Let’s address the uncomfortable truth no one wants to discuss: working from home is making you worse at creativity.
Not lazier. Not less productive in terms of output. But genuinely, measurably worse at the actual creative thinking that makes this industry worth being in. And until we admit it, we can’t fix it.
The problem isn’t discipline or technology or Zoom fatigue. The problem is comfort. And comfort is creativity’s silent assassin.
The Friction Factor
Great work emerges from friction. The uncomfortable conversation. The unexpected challenge. The collision of different perspectives that forces new thinking. I met somone who is about to start work at a design studio that only comes together twice a week. How on earth does that work I wondered (aloud)… How do you do anything really interesting?
Your spare room doesn’t provide friction. It provides slippers, a full fridge, and the ability to attend meetings while still in yesterday’s clothes. It’s comfortable. Convenient and I’d suggest completely inadequate for generating breakthrough ideas.

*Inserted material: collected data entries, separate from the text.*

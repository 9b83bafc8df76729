//! Per-request database session and its transaction manager.

use std::sync::Arc;

use async_trait::async_trait;
use sea_orm::{DatabaseTransaction, DbConn, TransactionTrait};
use tokio::sync::{Mutex, MutexGuard};

use quill_core::error::RepoError;
use quill_core::ports::TransactionManager;

/// One database session per logical request.
///
/// The underlying transaction begins lazily on first use and is the single
/// unit of work for the request: repositories run their queries on it, and
/// [`SessionTransactionManager`] commits or rolls it back. Never shared
/// across requests. A session dropped with an open transaction rolls back at
/// the driver.
pub struct DbSession {
    conn: DbConn,
    txn: Mutex<Option<DatabaseTransaction>>,
}

/// Holds the session lock for the duration of one repository call, keeping
/// query execution and the commit/rollback path serialized.
pub(crate) struct SessionGuard<'a>(MutexGuard<'a, Option<DatabaseTransaction>>);

impl DbSession {
    pub fn new(conn: DbConn) -> Self {
        Self {
            conn,
            txn: Mutex::new(None),
        }
    }

    /// Lock the session, beginning the transaction if this is the first use.
    pub(crate) async fn acquire(&self) -> Result<SessionGuard<'_>, RepoError> {
        let mut guard = self.txn.lock().await;

        if guard.is_none() {
            let txn = self
                .conn
                .begin()
                .await
                .map_err(|e| RepoError::Connection(e.to_string()))?;
            *guard = Some(txn);
        }

        Ok(SessionGuard(guard))
    }
}

impl SessionGuard<'_> {
    pub(crate) fn txn(&self) -> Result<&DatabaseTransaction, RepoError> {
        self.0
            .as_ref()
            .ok_or_else(|| RepoError::Connection("transaction already finished".to_string()))
    }
}

/// Commit/rollback handle over a [`DbSession`].
pub struct SessionTransactionManager {
    session: Arc<DbSession>,
}

impl SessionTransactionManager {
    pub fn new(session: Arc<DbSession>) -> Self {
        Self { session }
    }
}

#[async_trait]
impl TransactionManager for SessionTransactionManager {
    async fn commit(&self) -> Result<(), RepoError> {
        let mut guard = self.session.txn.lock().await;

        // No transaction begun means nothing to persist.
        match guard.take() {
            Some(txn) => txn
                .commit()
                .await
                .map_err(|e| RepoError::Query(e.to_string())),
            None => Ok(()),
        }
    }

    async fn rollback(&self) -> Result<(), RepoError> {
        let mut guard = self.session.txn.lock().await;

        match guard.take() {
            Some(txn) => txn
                .rollback()
                .await
                .map_err(|e| RepoError::Query(e.to_string())),
            None => Ok(()),
        }
    }
}
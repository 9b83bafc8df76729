//! sea-orm entities and their domain conversions.

pub mod author;
pub mod post;
//! HTTP handlers and route configuration.

mod auth;
mod authors;
mod health;
mod posts;

use actix_web::web;

/// Configure all application routes.
pub fn configure_routes(cfg: &mut web::ServiceConfig) {
    cfg.service(
        web::scope("/api")
            // Public routes
            .route("/health", web::get().to(health::health_check))
            // Auth routes
            .service(
                web::scope("/auth")
                    .route("/register", web::post().to(auth::register))
                    .route("/login", web::post().to(auth::login))
                    .route("/refresh", web::post().to(auth::refresh))
                    .route("/me", web::get().to(auth::me)),
            )
            // Author routes
            .service(
                web::scope("/authors")
                    .route("", web::get().to(authors::list))
                    .route("/{id}", web::get().to(authors::get))
                    .route("/{id}", web::delete().to(authors::delete))
                    .route("/{id}/password", web::put().to(authors::change_password))
                    .route("/{id}/posts", web::get().to(authors::list_posts)),
            )
            // Post routes
            .service(
                web::scope("/posts")
                    .route("", web::get().to(posts::list_published))
                    .route("", web::post().to(posts::create))
                    .route("/{id}", web::get().to(posts::get))
                    .route("/{id}", web::patch().to(posts::update_text))
                    .route("/{id}", web::delete().to(posts::delete))
                    .route("/{id}/publish", web::post().to(posts::publish))
                    .route("/{id}/unpublish", web::post().to(posts::unpublish)),
            ),
    );
}
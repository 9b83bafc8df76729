//! # Quill Infrastructure
//!
//! Concrete implementations of the ports defined in `quill-core`:
//! sea-orm repositories and the session-scoped transaction manager, plus the
//! JWT token codec and argon2 password hashing.

pub mod auth;
pub mod database;

pub use auth::{Argon2PasswordHasher, JwtConfig, JwtTokenCodec};
pub use sea_orm::{DbConn, DbErr};
pub use database::{
    DatabaseConfig, DbSession, SeaOrmAuthorRepository, SeaOrmPostRepository,
    SessionTransactionManager, connect,
};
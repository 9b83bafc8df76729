//! # Quill API Server
//!
//! The main entry point for the Actix-web HTTP server.

use std::sync::Arc;

use actix_web::{App, HttpServer, web};
use tracing_actix_web::TracingLogger;

use quill_core::ports::{PasswordHasher, TokenCodec};

mod config;
mod handlers;
mod middleware;
mod state;

use config::AppConfig;
use state::AppState;

#[actix_web::main]
async fn main() -> std::io::Result<()> {
    // Load .env file if present
    dotenvy::dotenv().ok();

    // Initialize tracing
    init_tracing();

    // Load configuration
    let config = AppConfig::from_env();

    tracing::info!(
        "Starting Quill API Server on {}:{}",
        config.host,
        config.port
    );

    // Build application state
    let state = AppState::new(&config)
        .await
        .map_err(std::io::Error::other)?;

    let tokens: Arc<dyn TokenCodec> = state.tokens.clone();
    let passwords: Arc<dyn PasswordHasher> = state.passwords.clone();

    // Start HTTP server
    HttpServer::new(move || {
        App::new()
            .wrap(TracingLogger::default())
            .app_data(web::Data::new(state.clone()))
            .app_data(web::Data::new(tokens.clone()))
            .app_data(web::Data::new(passwords.clone()))
            .configure(handlers::configure_routes)
    })
    .bind((config.host.as_str(), config.port))?
    .run()
    .await
}

fn init_tracing() {
    use tracing_subscriber::{EnvFilter, layer::SubscriberExt, util::SubscriberInitExt};

    let env_filter = EnvFilter::try_from_default_env()
        .unwrap_or_else(|_| EnvFilter::new("info,quill_api=debug,quill_infra=debug"));

    tracing_subscriber::registry()
        .with(env_filter)
        .with(tracing_subscriber::fmt::layer().pretty())
        .init();
}
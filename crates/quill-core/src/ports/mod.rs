//! Ports - trait definitions for external dependencies.
//! These are the "interfaces" that infrastructure must implement.

mod auth;
mod repository;
mod tx;

pub use auth::{HashError, PasswordHasher, TokenCodec, TokenError, TokenScope};
pub use repository::{AuthorRepository, PostRepository};
pub use tx::TransactionManager;
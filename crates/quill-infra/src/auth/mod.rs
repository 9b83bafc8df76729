//! Authentication implementations.

mod jwt;
mod password;

pub use jwt::{JwtConfig, JwtTokenCodec};
pub use password::Argon2PasswordHasher;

I watch designers present work over video calls with all the energy of someone reading their grocery list. I see strategists phoning in thinking that would never survive a room full of actual humans. Everyone’s comfortable. Everyone’s going through motions.
And the work shows it.
The Accidental Genius Problem
The best ideas don’t happen in scheduled creativity sessions. They happen in corridors. Over lunch. In those messy, unplanned moments when someone overhears something and connects it to something else.
Working remotely, every interaction is scheduled. Calendared. Purpose-driven. There’s no room for serendipity. No space for accidental collision. No opportunity for the random spark that ignites something brilliant.

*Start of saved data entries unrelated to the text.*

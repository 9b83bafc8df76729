//! Post handlers.

use actix_web::{HttpResponse, web};
use uuid::Uuid;

use quill_shared::ApiResponse;
use quill_shared::dto::{
    AuthorSummaryResponse, CreatePostRequest, OutcomeResponse, PageQuery, PostResponse,
    PostSummaryResponse, PublishedPostResponse, UpdatePostRequest,
};

use crate::middleware::auth::Identity;
use crate::middleware::error::{AppError, AppResult};
use crate::state::AppState;

fn post_response(post: quill_core::domain::Post) -> PostResponse {
    PostResponse {
        id: post.id,
        title: post.title,
        text: post.text,
        is_published: post.is_published,
        created_at: post.created_at,
        author_id: post.author_id,
    }
}

fn outcome_response(outcome: quill_core::domain::Outcome) -> OutcomeResponse {
    OutcomeResponse {
        entity_id: outcome.entity_id,
        message: outcome.message,
        entity: outcome.entity.as_str().to_string(),
        action: outcome.action.as_str().to_string(),
    }
}

/// GET /api/posts - published posts, newest first.
pub async fn list_published(
    state: web::Data<AppState>,
    query: web::Query<PageQuery>,
) -> AppResult<HttpResponse> {
    let posts = state
        .post_service()
        .list_published(query.skip, query.limit)
        .await?;

    let rows: Vec<PublishedPostResponse> = posts
        .into_iter()
        .map(|p| PublishedPostResponse {
            title: p.title,
            text: p.text,
            created_at: p.created_at,
            author: AuthorSummaryResponse {
                name: p.author.name,
                email: p.author.email,
            },
        })
        .collect();

    Ok(HttpResponse::Ok().json(rows))
}

/// GET /api/posts/{id}
pub async fn get(state: web::Data<AppState>, path: web::Path<Uuid>) -> AppResult<HttpResponse> {
    let id = path.into_inner();

    let post = state
        .post_service()
        .get_by_id(id)
        .await?
        .ok_or_else(|| AppError::NotFound(format!("post with id {} not found", id)))?;

    Ok(HttpResponse::Ok().json(post_response(post)))
}

/// POST /api/posts - creates an unpublished draft owned by the caller.
pub async fn create(
    state: web::Data<AppState>,
    identity: Identity,
    body: web::Json<CreatePostRequest>,
) -> AppResult<HttpResponse> {
    let req = body.into_inner();

    if req.title.trim().is_empty() {
        return Err(AppError::BadRequest("Title must not be empty".to_string()));
    }

    let post = state
        .post_service()
        .create(&req.title, &req.text, identity.author_id)
        .await?;

    Ok(HttpResponse::Created().json(post_response(post)))
}

/// PATCH /api/posts/{id}
pub async fn update_text(
    state: web::Data<AppState>,
    path: web::Path<Uuid>,
    identity: Identity,
    body: web::Json<UpdatePostRequest>,
) -> AppResult<HttpResponse> {
    let summary = state
        .post_service()
        .update_text(path.into_inner(), identity.author_id, &body.text)
        .await?;

    Ok(HttpResponse::Ok().json(PostSummaryResponse {
        title: summary.title,
        text: summary.text,
        is_published: summary.is_published,
        created_at: summary.created_at,
        author_id: summary.author_id,
    }))
}

/// DELETE /api/posts/{id} - soft delete, owner only.
pub async fn delete(
    state: web::Data<AppState>,
    path: web::Path<Uuid>,
    identity: Identity,
) -> AppResult<HttpResponse> {
    let outcome = state
        .post_service()
        .delete(path.into_inner(), identity.author_id)
        .await?;

    Ok(HttpResponse::Ok().json(ApiResponse::completed(outcome_response(outcome))))
}

/// POST /api/posts/{id}/publish
pub async fn publish(
    state: web::Data<AppState>,
    path: web::Path<Uuid>,
    identity: Identity,
) -> AppResult<HttpResponse> {
    let outcome = state
        .post_service()
        .set_published(path.into_inner(), identity.author_id, true)
        .await?;

    Ok(HttpResponse::Ok().json(ApiResponse::completed(outcome_response(outcome))))
}

/// POST /api/posts/{id}/unpublish
pub async fn unpublish(
    state: web::Data<AppState>,
    path: web::Path<Uuid>,
    identity: Identity,
) -> AppResult<HttpResponse> {
    let outcome = state
        .post_service()
        .set_published(path.into_inner(), identity.author_id, false)
        .await?;

    Ok(HttpResponse::Ok().json(ApiResponse::completed(outcome_response(outcome))))
}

Your structured 30-minute video calls will never replace the unstructured chaos of people in proximity. And if you think they can, you’ve forgotten what made this work exciting in the first place.
The Isolation Delusion
“I’m more productive at home,” everyone claims. And they’re right — if productivity means cranking out deliverables. But creativity isn’t about production volume. It’s about idea quality. And isolated thinking produces isolated ideas.
You need the challenge. The pushback. The immediate, brutal honesty of showing work to another human being who can see through your bullshit. Video calls let you hide. Literal distance creates metaphorical distance from the work’s weaknesses.

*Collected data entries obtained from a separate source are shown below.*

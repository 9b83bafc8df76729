//! Application configuration loaded from environment variables.

use std::env;

use quill_infra::DatabaseConfig;

/// Application configuration.
#[derive(Debug, Clone)]
pub struct AppConfig {
    pub host: String,
    pub port: u16,
    pub database: DatabaseConfig,
}

impl AppConfig {
    /// Load configuration from environment variables.
    ///
    /// `DATABASE_URL` is required; everything else has a development
    /// default. JWT settings load separately in `JwtTokenCodec::from_env`.
    pub fn from_env() -> Self {
        let database = DatabaseConfig {
            url: env::var("DATABASE_URL")
                .unwrap_or_else(|_| "postgres://localhost/quill".to_string()),
            max_connections: env::var("DB_MAX_CONNECTIONS")
                .ok()
                .and_then(|s| s.parse().ok())
                .unwrap_or(100),
            min_connections: env::var("DB_MIN_CONNECTIONS")
                .ok()
                .and_then(|s| s.parse().ok())
                .unwrap_or(10),
        };

        Self {
            host: env::var("HOST").unwrap_or_else(|_| "127.0.0.1".to_string()),
            port: env::var("PORT")
                .ok()
                .and_then(|p| p.parse().ok())
                .unwrap_or(8080),
            database,
        }
    }
}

Creative directors who’d eviscerate weak thinking face-to-face become strangely diplomatic over Zoom. Designers who’d defend their decisions passionately in person just shrug and revise on camera. The edges get smoothed. The work gets softer.
Comfortable. And forgettable.
The Client Catastrophe
Clients feel this too, even if they can’t articulate it. Chemistry doesn’t translate over video. Energy dissipates across screens. That intangible confidence that comes from watching a team think together in real-time? Gone.
So they choose agencies based on price instead of potential. On credentials instead of connection. Because everyone sounds equally competent in a video call. Everyone’s work looks equally professional in a PDF.
The advantage you had — your team’s actual dynamic, your studio’s energy, your collective creative voltage — is now invisible. You’ve voluntarily entered a competition judged purely on documented capability rather than demonstrated chemistry.
The Uncomfortable Solution
Get back in the room. Not one or two days a week as some compromise. Properly back. Uncomfortable commutes. Uncomfortable chairs. Uncomfortable proximity to colleagues who challenge you.
Because discomfort makes you sharp. Alert. Present in ways that comfort never will. The inconvenience of office life isn’t a bug. It’s the feature that makes creative excellence possible.
Yes, life balance matters. Yes, flexibility has value. At SomeOne we use Mondays and Fridays to generally crank through piles of deliverables — But if you chose creativity as a career, you chose difficulty. Intensity. The pursuit of work that matters more than it should. You can’t have that from your sofa.
The Zoom-forward future everyone predicted? It’s producing mediocrity at scale. Comfortable, convenient, completely forgettable mediocrity. It’s almost as bad as A.I. (!)
And mediocrity, no matter how efficiently produced, never changed anything.
Get uncomfortable. Get back to the studio. Get back to work that scares you a little.
Because comfortable creativity is an oxymoron.